There's rosemary, that's for remembrance.
William Shakespeare: Hamlet, Prince of Denmark



Thursday, February 18, 2016

The Big Picture

Remember my youngest son, Alex? Yeah, about that....his name is Gil and I'm not going to try to cover up today.  He is my family on FB and I don't hide him there, he knows about my blog, and I doubt anyone will harass him over my post.

Almost four decades ago when Gil was about six or seven, he had a best friend named Georgie. Georgie's family was from Korea.  Georgie was born there but the family was "re-located" to So Cal when he was a baby.  His father was a government employee of some sort and his mother was a housewife.  They lived two houses down from us in Rowland Heights.  The father spoke fairly good English, but Maria, the mother, spoke no English at all.  Despite her lack of English and my lack of Korean, we were friends of sorts and managed to use an odd kind of sign language and gestures while we each spoke our own language. It worked for us.  Maria had a second baby, a boy, shortly after they moved and at that time she seemed to become a little overwhelmed.  But.....
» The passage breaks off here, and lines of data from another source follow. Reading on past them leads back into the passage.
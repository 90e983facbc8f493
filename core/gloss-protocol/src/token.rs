use alloc::string::String;

#[cfg(feature = "serde")]
use serde::{Deserialize as SerdeDeserialize, Serialize as SerdeSerialize};

/// Half-open range of word positions in the preprocessed sentence.
#[derive(Debug, Clone, Copy, PartialEq, Eq)]
#[cfg_attr(feature = "serde", derive(SerdeDeserialize, SerdeSerialize))]
pub struct Span {
    pub start: usize,
    pub end: usize,
}

impl Span {
    pub fn new(start: usize, end: usize) -> Self {
        Self { start, end }
    }

    pub fn len(&self) -> usize {
        self.end - self.start
    }

    pub fn is_empty(&self) -> bool {
        self.start == self.end
    }
}

/// How a matched token found its canonical form.
#[derive(Debug, Clone, Copy, PartialEq, Eq, Hash)]
#[cfg_attr(feature = "serde", derive(SerdeDeserialize, SerdeSerialize))]
#[cfg_attr(feature = "serde", serde(rename_all = "lowercase"))]
pub enum MatchSource {
    Exact,
    Lemma,
    Alias,
    Semantic,
}

#[derive(Debug, Clone, Copy, PartialEq, Eq, Hash)]
#[cfg_attr(feature = "serde", derive(SerdeDeserialize, SerdeSerialize))]
#[cfg_attr(feature = "serde", serde(rename_all = "lowercase"))]
pub enum TokenKind {
    Matched,
    Semantic,
    Raw,
}

#[derive(Debug, Clone, PartialEq)]
#[cfg_attr(feature = "serde", derive(SerdeDeserialize, SerdeSerialize))]
#[cfg_attr(feature = "serde", serde(tag = "kind", rename_all = "lowercase"))]
pub enum Resolution {
    /// Nothing in the lexicon covers the word; it may still be fingerspelled.
    Unresolved { normalized: String, lemma: String },
    /// Resolved against the vocabulary or alias table.
    Matched { canonical: String, source: MatchSource },
    /// Resolved by nearest-neighbour search over the semantic index.
    Semantic { canonical: String, score: f32 },
}

/// One parsed unit of input. `canonical`, when present, is always a vocabulary entry.
#[derive(Debug, Clone, PartialEq)]
#[cfg_attr(feature = "serde", derive(SerdeDeserialize, SerdeSerialize))]
pub struct Token {
    pub span: Span,
    /// Exact surface text consumed, words joined by single spaces.
    pub original: String,
    pub resolution: Resolution,
    /// User-editable. Raw tokens start rejected, resolved tokens accepted.
    pub accepted: bool,
}

impl Token {
    pub fn matched(span: Span, original: String, canonical: String, source: MatchSource) -> Self {
        Self {
            span,
            original,
            resolution: Resolution::Matched { canonical, source },
            accepted: true,
        }
    }

    pub fn raw(span: Span, original: String, normalized: String, lemma: String) -> Self {
        Self {
            span,
            original,
            resolution: Resolution::Unresolved { normalized, lemma },
            accepted: false,
        }
    }

    /// Promotes an unresolved token to a semantic match, leaving `self` untouched.
    pub fn with_semantic_match(&self, canonical: String, score: f32) -> Self {
        Self {
            span: self.span,
            original: self.original.clone(),
            resolution: Resolution::Semantic { canonical, score },
            accepted: true,
        }
    }

    pub fn kind(&self) -> TokenKind {
        match self.resolution {
            Resolution::Unresolved { .. } => TokenKind::Raw,
            Resolution::Matched { .. } => TokenKind::Matched,
            Resolution::Semantic { .. } => TokenKind::Semantic,
        }
    }

    pub fn canonical(&self) -> Option<&str> {
        match &self.resolution {
            Resolution::Unresolved { .. } => None,
            Resolution::Matched { canonical, .. } | Resolution::Semantic { canonical, .. } => {
                Some(canonical)
            }
        }
    }

    pub fn source(&self) -> Option<MatchSource> {
        match self.resolution {
            Resolution::Unresolved { .. } => None,
            Resolution::Matched { source, .. } => Some(source),
            Resolution::Semantic { .. } => Some(MatchSource::Semantic),
        }
    }

    pub fn score(&self) -> Option<f32> {
        match self.resolution {
            Resolution::Semantic { score, .. } => Some(score),
            _ => None,
        }
    }

    /// Text used to query the semantic index: lemma, else normalized, else original.
    pub fn query_text(&self) -> &str {
        match &self.resolution {
            Resolution::Unresolved { normalized, lemma } => {
                if !lemma.is_empty() {
                    lemma
                } else if !normalized.is_empty() {
                    normalized
                } else {
                    &self.original
                }
            }
            _ => &self.original,
        }
    }

    /// Number of whitespace-separated words in the surface text (at least 1).
    pub fn word_count(&self) -> usize {
        word_count(&self.original)
    }
}

pub fn word_count(text: &str) -> usize {
    text.split_whitespace().count().max(1)
}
Maria's house was always spotless, the kids clean and she managed to turn their backyard into a rice paddy.  It only flooded the house to the west twice and of course when you are growing rice in your back yard the kids had no place to play but the front yard so......they were at my house...a lot.  

Maria became pregnant again and had another little boy, David.  She kind of went off the deep end after that and the reason became pretty clear when the youngest was about 18 months old.  David suddenly had red hair and was wearing a dress.  Maria called him......Maria.  She was also teaching herself to drive.  Her husband had bought her a Volkswagen station wagon and the neighborhood joke was that everyone stayed inside when she was practicing.  Every single day she would load up David/Maria and then spend most of the time driving on the curb, on the wrong side of the street, or grinding the gears trying to find reverse.  It's comical now, but back then I was worried about her. 

Eventually she sort of evened out, but David stayed Maria.  They moved before he started school so I'm not sure how all of that turned out.  Gil told me years later that he had seen Georgie and his mom had died from breast cancer. 

I have digressed....sharp left turn.  Most of the time Georgie and Gil were racing their big wheels on the sidewalk.  Some times they played with Gil's army men or holstered up and played cowboys....no Indians.  They were in the same class at school, walked to and from school together, had a few sleep overs, and just were really close......as close as 6 or 7 year old boys can be.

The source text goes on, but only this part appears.